>>You can't get a completely empty site in Visual Studio, but close to it.
>>
>>* Use New -> Web Site
>>
>>This will create an empty folder with only a web.config in it. You do want to leave that as it is the configuration for the site/folder. The default doesn't do anything and you can probably leave it out if you really only load static pages, but if you add any code the file is needed. It also can be used to configure IIS settings locally (default documents, permissions etc.)
>>
>>Even simpler is this though:
>>
>>* Create a new empty folder on disk
>>* In VS use Open -> Web Site
>>
>>This will open your folder in VS without adding anything else. FWIW, this works on any existing folder.
>>
>>
>>I'd also recommend you check out Visual Studio 2017. It has a feature where you can just open a folder as a folder (not a site) which removes all the compiler related stuff and messages as well as the new item dialogs for simpler and quicker methods to add and manipulate files on disk.

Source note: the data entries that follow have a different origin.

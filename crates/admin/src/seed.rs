//! Catalog seeding from YAML.
//!
//! Used by `vitrina-cli seed` to load a starter catalog. The whole file is
//! validated before the first write; rows that already exist are skipped, so
//! running the same file twice is harmless.
//!
//! ## YAML Format
//!
//! ```yaml
//! categories:
//!   - name: Дом
//!     subcategories: [Кухня, Спальня]
//!   - name: Сад
//!
//! products:
//!   - name: Ваза
//!     description: Керамика ручной работы
//!     price: 2990
//!     category: Дом
//!     subcategory: Кухня
//! ```

use std::collections::HashSet;

use serde::Deserialize;
use thiserror::Error;
use tracing::{debug, info, instrument};
use vitrina_core::catalog::{CategoryDraft, ProductInput};
use vitrina_core::repository::{Backend, CategoryRepository, ProductRepository, RepositoryError};

/// A root category and the names of its subcategories.
#[derive(Debug, Clone, Deserialize)]
pub struct CategorySeed {
    pub name: String,
    #[serde(default)]
    pub subcategories: Vec<String>,
}

/// Full seed file structure.
#[derive(Debug, Clone, Default, Deserialize)]
pub struct CatalogSeed {
    #[serde(default)]
    pub categories: Vec<CategorySeed>,
    #[serde(default)]
    pub products: Vec<ProductInput>,
}

/// Errors from seeding.
#[derive(Debug, Error)]
pub enum SeedError {
    #[error("failed to parse seed file: {0}")]
    Parse(#[from] serde_yaml::Error),

    /// Every problem found in the file, one message each.
    #[error("invalid seed file: {}", .0.join("; "))]
    Invalid(Vec<String>),

    #[error(transparent)]
    Repository(#[from] RepositoryError),
}

/// Result of a seeding run.
#[derive(Debug, Default, Clone, Copy, PartialEq, Eq)]
pub struct SeedResult {
    pub categories_created: u64,
    /// Categories that already existed under the same parent.
    pub categories_skipped: u64,
    pub products_created: u64,
    /// Products that already existed with the same name and category.
    pub products_skipped: u64,
}

impl CatalogSeed {
    /// Parse a seed file.
    ///
    /// # Errors
    ///
    /// Returns [`SeedError::Parse`] if the YAML does not match the format.
    pub fn from_yaml(content: &str) -> Result<Self, SeedError> {
        Ok(serde_yaml::from_str(content)?)
    }

    /// Check the whole file without touching the database.
    ///
    /// Category names must be non-blank and unique among siblings. When
    /// categories are declared, every product must name a declared root
    /// category and, if given, one of its subcategories.
    ///
    /// # Errors
    ///
    /// Returns [`SeedError::Invalid`] listing every problem found.
    pub fn validate(&self) -> Result<(), SeedError> {
        let mut problems = Vec::new();
        let mut roots = HashSet::new();

        for (i, category) in self.categories.iter().enumerate() {
            let name = category.name.trim();
            if name.is_empty() {
                problems.push(format!("categories[{i}]: name is required"));
            } else if !roots.insert(name) {
                problems.push(format!("categories[{i}]: duplicate category {name:?}"));
            }

            let mut subs = HashSet::new();
            for sub in &category.subcategories {
                let sub = sub.trim();
                if sub.is_empty() {
                    problems.push(format!("categories[{i}]: blank subcategory"));
                } else if !subs.insert(sub) {
                    problems.push(format!("categories[{i}]: duplicate subcategory {sub:?}"));
                }
            }
        }

        for (i, product) in self.products.iter().enumerate() {
            if let Err(e) = product.clone().validate() {
                problems.push(format!("products[{i}]: {e}"));
                continue;
            }
            if self.categories.is_empty() {
                continue;
            }
            let category = product.category.trim();
            let Some(root) = self.categories.iter().find(|c| c.name.trim() == category) else {
                problems.push(format!("products[{i}]: unknown category {category:?}"));
                continue;
            };
            if let Some(sub) = product.subcategory.as_deref().map(str::trim)
                && !sub.is_empty()
                && !root.subcategories.iter().any(|s| s.trim() == sub)
            {
                problems.push(format!(
                    "products[{i}]: {sub:?} is not a subcategory of {category:?}"
                ));
            }
        }

        if problems.is_empty() {
            Ok(())
        } else {
            Err(SeedError::Invalid(problems))
        }
    }
}

/// Validate `seed`, then write its categories and products.
///
/// # Errors
///
/// Returns [`SeedError::Invalid`] before any write if the file is invalid,
/// or the first repository error.
#[instrument(skip(backend, seed), fields(
    categories = seed.categories.len(),
    products = seed.products.len(),
))]
pub async fn seed_catalog(backend: &dyn Backend, seed: CatalogSeed) -> Result<SeedResult, SeedError> {
    seed.validate()?;
    let mut result = SeedResult::default();

    for root in seed.categories {
        let existing = backend.list_categories().await?;
        let root_name = root.name.trim().to_owned();
        let root_id = if let Some(found) = existing
            .iter()
            .find(|c| c.parent_id.is_none() && c.name == root_name)
        {
            debug!(category = %root_name, "Skipping existing category");
            result.categories_skipped += 1;
            found.id
        } else {
            result.categories_created += 1;
            backend
                .create_category(CategoryDraft {
                    name: root_name,
                    parent_id: None,
                })
                .await?
                .id
        };

        for sub in root.subcategories {
            let sub = sub.trim().to_owned();
            if existing
                .iter()
                .any(|c| c.parent_id == Some(root_id) && c.name == sub)
            {
                debug!(category = %sub, "Skipping existing subcategory");
                result.categories_skipped += 1;
                continue;
            }
            backend
                .create_category(CategoryDraft {
                    name: sub,
                    parent_id: Some(root_id),
                })
                .await?;
            result.categories_created += 1;
        }
    }

    let existing = backend.list_products().await?;
    for input in seed.products {
        let draft = input.validate().map_err(|e| SeedError::Invalid(vec![e.to_string()]))?;
        if existing
            .iter()
            .any(|p| p.name == draft.name && p.category == draft.category)
        {
            debug!(product = %draft.name, "Skipping existing product");
            result.products_skipped += 1;
            continue;
        }
        backend.create_product(draft).await?;
        result.products_created += 1;
    }

    info!(
        categories_created = result.categories_created,
        categories_skipped = result.categories_skipped,
        products_created = result.products_created,
        products_skipped = result.products_skipped,
        "Seeding complete"
    );
    Ok(result)
}

#[cfg(test)]
#[allow(clippy::unwrap_used)]
mod tests {
    use vitrina_core::catalog::CategoryTree;
    use vitrina_core::testing::InMemoryBackend;

    use super::*;

    const SEED: &str = r"
categories:
  - name: Дом
    subcategories: [Кухня, Спальня]
  - name: Сад

products:
  - name: Ваза
    price: 2990
    category: Дом
    subcategory: Кухня
  - name: Лейка
    price: 890
    category: Сад
    in_stock: false
";

    #[test]
    fn test_parse_and_validate() {
        let seed = CatalogSeed::from_yaml(SEED).unwrap();
        assert_eq!(seed.categories.len(), 2);
        assert_eq!(seed.products.len(), 2);
        seed.validate().unwrap();
    }

    #[test]
    fn test_validation_collects_every_problem() {
        let seed = CatalogSeed::from_yaml(
            r"
categories:
  - name: Дом
    subcategories: [Кухня]
  - name: ' '
products:
  - name: Ваза
    price: -5
    category: Дом
  - name: Стул
    price: 100
    category: Офис
  - name: Нож
    price: 100
    category: Дом
    subcategory: Ванная
",
        )
        .unwrap();

        let Err(SeedError::Invalid(problems)) = seed.validate() else {
            panic!("expected validation errors");
        };
        assert_eq!(problems.len(), 4);
        assert!(problems.iter().any(|p| p.contains("categories[1]")));
        assert!(problems.iter().any(|p| p.contains("Офис")));
        assert!(problems.iter().any(|p| p.contains("Ванная")));
    }

    #[test]
    fn test_parse_error() {
        assert!(matches!(
            CatalogSeed::from_yaml("products: 42"),
            Err(SeedError::Parse(_))
        ));
    }

    #[tokio::test]
    async fn test_seed_is_idempotent() {
        let backend = InMemoryBackend::new();
        let seed = CatalogSeed::from_yaml(SEED).unwrap();

        let first = seed_catalog(&backend, seed.clone()).await.unwrap();
        assert_eq!(first.categories_created, 4);
        assert_eq!(first.products_created, 2);

        let second = seed_catalog(&backend, seed).await.unwrap();
        assert_eq!(second.categories_created, 0);
        assert_eq!(second.categories_skipped, 4);
        assert_eq!(second.products_skipped, 2);

        let tree = CategoryTree::build(backend.list_categories().await.unwrap());
        assert!(tree.rejected().is_empty());
        assert_eq!(tree.roots().len(), 2);
    }

    #[tokio::test]
    async fn test_invalid_seed_writes_nothing() {
        let backend = InMemoryBackend::new();
        let seed = CatalogSeed::from_yaml("products:\n  - name: Ваза\n    price: 1\n    category: ''\n")
            .unwrap();

        assert!(matches!(
            seed_catalog(&backend, seed).await,
            Err(SeedError::Invalid(_))
        ));
        assert!(backend.list_products().await.unwrap().is_empty());
    }
}
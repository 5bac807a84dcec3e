//! Product image uploads.
//!
//! Files arrive as `multipart/form-data` with the file in a `file` field.
//! The upload policy is checked before anything is sent to object storage.

use axum::{
    Json,
    extract::{
        Multipart, State,
        multipart::{Field, MultipartError},
    },
    http::StatusCode,
};
use chrono::Utc;
use serde::Serialize;
use tracing::instrument;
use vitrina_core::upload::{MAX_PRODUCT_IMAGE_BYTES, product_image_path, validate_product_image};

use crate::error::{AppError, Result};
use crate::middleware::RequireAdmin;
use crate::state::AppState;

/// Request body limit for image uploads: the image limit plus form overhead.
///
/// Slightly oversized images still reach the policy check and get a
/// field-specific error.
pub const MAX_IMAGE_BODY_BYTES: usize = MAX_PRODUCT_IMAGE_BYTES + 1024 * 1024;

/// Multipart field holding the file.
const FILE_FIELD: &str = "file";

/// Content type assumed when the client sends none.
const FALLBACK_CONTENT_TYPE: &str = "application/octet-stream";

/// A file read from a multipart form.
#[derive(Debug)]
pub struct UploadedFile {
    pub file_name: String,
    pub content_type: String,
    pub bytes: Vec<u8>,
}

/// Where an uploaded file ended up.
#[derive(Debug, Serialize)]
pub struct UploadResponse {
    /// Public URL to store on the product.
    pub url: String,
    /// Object path inside the bucket.
    pub path: String,
}

#[allow(clippy::needless_pass_by_value)] // used as a `map_err` callback
fn multipart_error(err: MultipartError) -> AppError {
    if err.status() == StatusCode::PAYLOAD_TOO_LARGE {
        AppError::validation(FILE_FIELD, "file is too large")
    } else {
        AppError::BadRequest(err.body_text())
    }
}

async fn read_field(field: Field<'_>) -> Result<UploadedFile> {
    let file_name = field.file_name().unwrap_or_default().to_owned();
    let content_type = field
        .content_type()
        .unwrap_or(FALLBACK_CONTENT_TYPE)
        .to_owned();
    let bytes = field.bytes().await.map_err(multipart_error)?.to_vec();

    Ok(UploadedFile {
        file_name,
        content_type,
        bytes,
    })
}

/// Read the `file` field of a multipart form, skipping any other fields.
///
/// # Errors
///
/// Returns a validation error on field `file` if the form has no file, and a
/// bad request if the body is not valid multipart.
pub async fn read_file(multipart: &mut Multipart) -> Result<UploadedFile> {
    while let Some(field) = multipart.next_field().await.map_err(multipart_error)? {
        if field.name() == Some(FILE_FIELD) {
            return read_field(field).await;
        }
    }
    Err(AppError::validation(FILE_FIELD, "no file was uploaded"))
}

/// Upload a product image and return its public URL.
#[instrument(skip(state, _admin, multipart))]
pub async fn product_image(
    _admin: RequireAdmin,
    State(state): State<AppState>,
    mut multipart: Multipart,
) -> Result<(StatusCode, Json<UploadResponse>)> {
    let file = read_file(&mut multipart).await?;
    validate_product_image(&file.content_type, file.bytes.len())?;

    let path = product_image_path(&file.file_name, Utc::now(), rand::random());
    let size = file.bytes.len();
    let url = state
        .files()
        .upload(
            &state.config().storage.product_images_bucket,
            &path,
            file.bytes,
            &file.content_type,
            false,
        )
        .await?;

    tracing::info!(path = %path, size, "product image uploaded");
    Ok((StatusCode::CREATED, Json(UploadResponse { url, path })))
}

#[cfg(test)]
#[allow(clippy::unwrap_used)]
mod tests {
    use super::*;
    use crate::test_support::{TEST_IMAGES_BUCKET, TestApp};

    #[tokio::test]
    async fn test_upload_image() {
        let app = TestApp::logged_in().await;
        let (status, body) = app
            .upload("/api/uploads/product-image", "vase.PNG", "image/png", b"\x89PNG")
            .await;

        assert_eq!(status, StatusCode::CREATED);
        let path = body["path"].as_str().unwrap();
        assert!(path.starts_with("products/"));
        assert!(path.ends_with(".png"));
        assert_eq!(
            body["url"],
            format!("https://storage.test/object/public/{TEST_IMAGES_BUCKET}/{path}")
        );

        let stored = app.files.get(TEST_IMAGES_BUCKET, path).unwrap();
        assert_eq!(stored.bytes, b"\x89PNG");
        assert_eq!(stored.content_type, "image/png");
    }

    #[tokio::test]
    async fn test_rejects_non_image() {
        let app = TestApp::logged_in().await;
        let (status, body) = app
            .upload("/api/uploads/product-image", "notes.txt", "text/plain", b"hello")
            .await;

        assert_eq!(status, StatusCode::BAD_REQUEST);
        assert_eq!(body["field"], "file");
        assert!(app.files.paths(TEST_IMAGES_BUCKET).is_empty());
    }

    #[tokio::test]
    async fn test_rejects_oversized_image() {
        let app = TestApp::logged_in().await;
        let big = vec![0_u8; MAX_PRODUCT_IMAGE_BYTES + 1];
        let (status, body) = app
            .upload("/api/uploads/product-image", "big.jpg", "image/jpeg", &big)
            .await;

        assert_eq!(status, StatusCode::BAD_REQUEST);
        assert_eq!(body["field"], "file");
        assert!(app.files.paths(TEST_IMAGES_BUCKET).is_empty());
    }

    #[tokio::test]
    async fn test_storage_failure_is_bad_gateway() {
        let app = TestApp::logged_in().await;
        app.files.fail(true);
        let (status, body) = app
            .upload("/api/uploads/product-image", "vase.png", "image/png", b"\x89PNG")
            .await;

        assert_eq!(status, StatusCode::BAD_GATEWAY);
        assert_eq!(body["error"], "File storage error");
    }
}
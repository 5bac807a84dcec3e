//! Vitrina CLI - database migrations and catalog seeding.
//!
//! # Usage
//!
//! ```bash
//! # Create tables and session stores
//! vitrina-cli migrate
//!
//! # Load a starter catalog
//! vitrina-cli seed --file crates/cli/seed/catalog.yaml
//!
//! # Only check the file
//! vitrina-cli seed --file crates/cli/seed/catalog.yaml --dry-run
//! ```
//!
//! Both commands read `DATABASE_URL` (a `.env` file is honored).

#![cfg_attr(not(test), forbid(unsafe_code))]

use clap::{Parser, Subcommand};

mod commands;

#[derive(Parser)]
#[command(name = "vitrina-cli")]
#[command(author, version, about = "Vitrina CLI tools")]
struct Cli {
    #[command(subcommand)]
    command: Commands,
}

#[derive(Subcommand)]
enum Commands {
    /// Run database migrations, including both session stores
    Migrate,
    /// Load categories and products from a YAML file
    Seed {
        /// Path to the catalog YAML file
        #[arg(short, long)]
        file: String,

        /// Validate the file without connecting to the database
        #[arg(long)]
        dry_run: bool,
    },
}

#[tokio::main]
async fn main() {
    // Initialize tracing
    tracing_subscriber::fmt::init();

    let cli = Cli::parse();

    let result: Result<(), Box<dyn std::error::Error>> = run(cli).await;

    if let Err(e) = result {
        tracing::error!("Command failed: {e}");
        std::process::exit(1);
    }
}

async fn run(cli: Cli) -> Result<(), Box<dyn std::error::Error>> {
    match cli.command {
        Commands::Migrate => commands::migrate::run().await?,
        Commands::Seed { file, dry_run } => commands::seed::catalog(&file, dry_run).await?,
    }
    Ok(())
}
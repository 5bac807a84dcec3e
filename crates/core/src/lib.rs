//! Vitrina Core - shared domain library.
//!
//! This crate holds everything the storefront and admin binaries agree on:
//! - `storefront` - Public catalog, cart and checkout service
//! - `admin` - Back-office service for catalog, orders and documents
//! - `cli` - Migrations and catalog seeding
//!
//! # Architecture
//!
//! Domain logic here is synchronous and pure: the catalog pipeline, the cart
//! ledger, order assembly and the messenger text never touch I/O. The only
//! I/O lives behind the traits in [`repository`], implemented with sqlx in
//! [`postgres`] (feature `postgres`) and in memory in [`testing`]
//! (feature `testing`).
//!
//! # Modules
//!
//! - [`types`] - Newtype wrappers for IDs, prices, emails, and statuses
//! - [`catalog`] - Products, the category tree, filter state and pipeline
//! - [`cart`] - The session cart ledger
//! - [`order`] / [`checkout`] - Order snapshots and submission
//! - [`messenger`] - Messenger hand-off messages and deep links
//! - [`upload`] / [`legal`] - Upload policy and legal documents

#![cfg_attr(not(test), forbid(unsafe_code))]

pub mod cart;
pub mod catalog;
pub mod checkout;
pub mod legal;
pub mod messenger;
pub mod order;
#[cfg(feature = "postgres")]
pub mod postgres;
pub mod repository;
#[cfg(any(test, feature = "testing"))]
pub mod testing;
pub mod types;
pub mod upload;

pub use types::*;
//! Unified error handling for admin.
//!
//! Error bodies are JSON: `{"error": "...", "field": "..."}`, where `field`
//! names the offending form field for validation errors.

use axum::{
    Json,
    http::StatusCode,
    response::{IntoResponse, Response},
};
use serde::Serialize;
use thiserror::Error;
use vitrina_core::catalog::{CategoryInputError, ProductInputError};
use vitrina_core::repository::{RepositoryError, StorageError};
use vitrina_core::upload::UploadError;

/// Application-level error type for the admin panel.
#[derive(Debug, Error)]
pub enum AppError {
    /// Database operation failed.
    #[error("Database error: {0}")]
    Database(#[from] RepositoryError),

    /// Object storage operation failed.
    #[error("Storage error: {0}")]
    Storage(#[from] StorageError),

    /// Session store operation failed.
    #[error("Session error: {0}")]
    Session(#[from] tower_sessions::session::Error),

    /// Input rejected before any external call.
    #[error("Invalid {field}: {message}")]
    Validation {
        field: &'static str,
        message: String,
    },

    /// Resource not found.
    #[error("Not found: {0}")]
    NotFound(String),

    /// Not logged in, or wrong password.
    #[error("Unauthorized: {0}")]
    Unauthorized(String),

    /// Bad request from client.
    #[error("Bad request: {0}")]
    BadRequest(String),

    /// Internal server error.
    #[error("Internal error: {0}")]
    Internal(String),
}

impl AppError {
    /// Build a validation error for a form field.
    pub fn validation(field: &'static str, message: impl ToString) -> Self {
        Self::Validation {
            field,
            message: message.to_string(),
        }
    }

    const fn is_server_error(&self) -> bool {
        match self {
            Self::Database(err) => !matches!(err, RepositoryError::NotFound),
            Self::Storage(_) | Self::Session(_) | Self::Internal(_) => true,
            _ => false,
        }
    }
}

impl From<ProductInputError> for AppError {
    fn from(err: ProductInputError) -> Self {
        let field = match err {
            ProductInputError::MissingName => "name",
            ProductInputError::MissingCategory => "category",
            ProductInputError::Price(_) => "price",
        };
        Self::validation(field, err)
    }
}

impl From<CategoryInputError> for AppError {
    fn from(err: CategoryInputError) -> Self {
        let field = match err {
            CategoryInputError::EmptyName => "name",
            CategoryInputError::SelfParent
            | CategoryInputError::UnknownParent
            | CategoryInputError::ParentNotRoot
            | CategoryInputError::HasSubcategories => "parent_id",
        };
        Self::validation(field, err)
    }
}

impl From<UploadError> for AppError {
    fn from(err: UploadError) -> Self {
        Self::validation("file", err)
    }
}

#[derive(Serialize)]
struct ErrorBody<'a> {
    error: &'a str,
    #[serde(skip_serializing_if = "Option::is_none")]
    field: Option<&'a str>,
}

impl IntoResponse for AppError {
    fn into_response(self) -> Response {
        // Log server errors with Sentry
        if self.is_server_error() {
            let event_id = sentry::capture_error(&self);
            tracing::error!(
                error = %self,
                sentry_event_id = %event_id,
                "Admin request error"
            );
        }

        let status = match &self {
            Self::Database(RepositoryError::NotFound) | Self::NotFound(_) => StatusCode::NOT_FOUND,
            Self::Database(RepositoryError::Conflict(_)) => StatusCode::CONFLICT,
            Self::Database(_) | Self::Session(_) | Self::Internal(_) => {
                StatusCode::INTERNAL_SERVER_ERROR
            }
            Self::Storage(_) => StatusCode::BAD_GATEWAY,
            Self::Unauthorized(_) => StatusCode::UNAUTHORIZED,
            Self::Validation { .. } | Self::BadRequest(_) => StatusCode::BAD_REQUEST,
        };

        // Don't expose internal error details to clients
        let (message, field) = match &self {
            Self::Database(RepositoryError::NotFound) => ("Not found".to_string(), None),
            Self::Database(RepositoryError::Conflict(_)) => {
                ("Conflicting update".to_string(), None)
            }
            Self::Database(_) | Self::Session(_) | Self::Internal(_) => {
                ("Internal server error".to_string(), None)
            }
            Self::Storage(_) => ("File storage error".to_string(), None),
            Self::Validation { field, message } => (message.clone(), Some(*field)),
            Self::NotFound(what) => (format!("{what} not found"), None),
            Self::Unauthorized(message) | Self::BadRequest(message) => (message.clone(), None),
        };

        let body = ErrorBody {
            error: &message,
            field,
        };
        (status, Json(body)).into_response()
    }
}

/// Result type alias for `AppError`.
pub type Result<T> = std::result::Result<T, AppError>;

It loads very quick even for large sites and doesn't have any sort of project associated with it. Then again if you do that you could even use Visual Studio code which follows that same mantra (and would be my tool of choice when editing HTML content directly).
>>
>>+++ Rick ---
>
>Thank you. As long as VS 2017 can co-exist with VS 2015, I will download and install it.
It can, but VS 2015 can open and share VS 2015 projects so generally there's no need to have both unless you're using some specific feature that has been discontinued.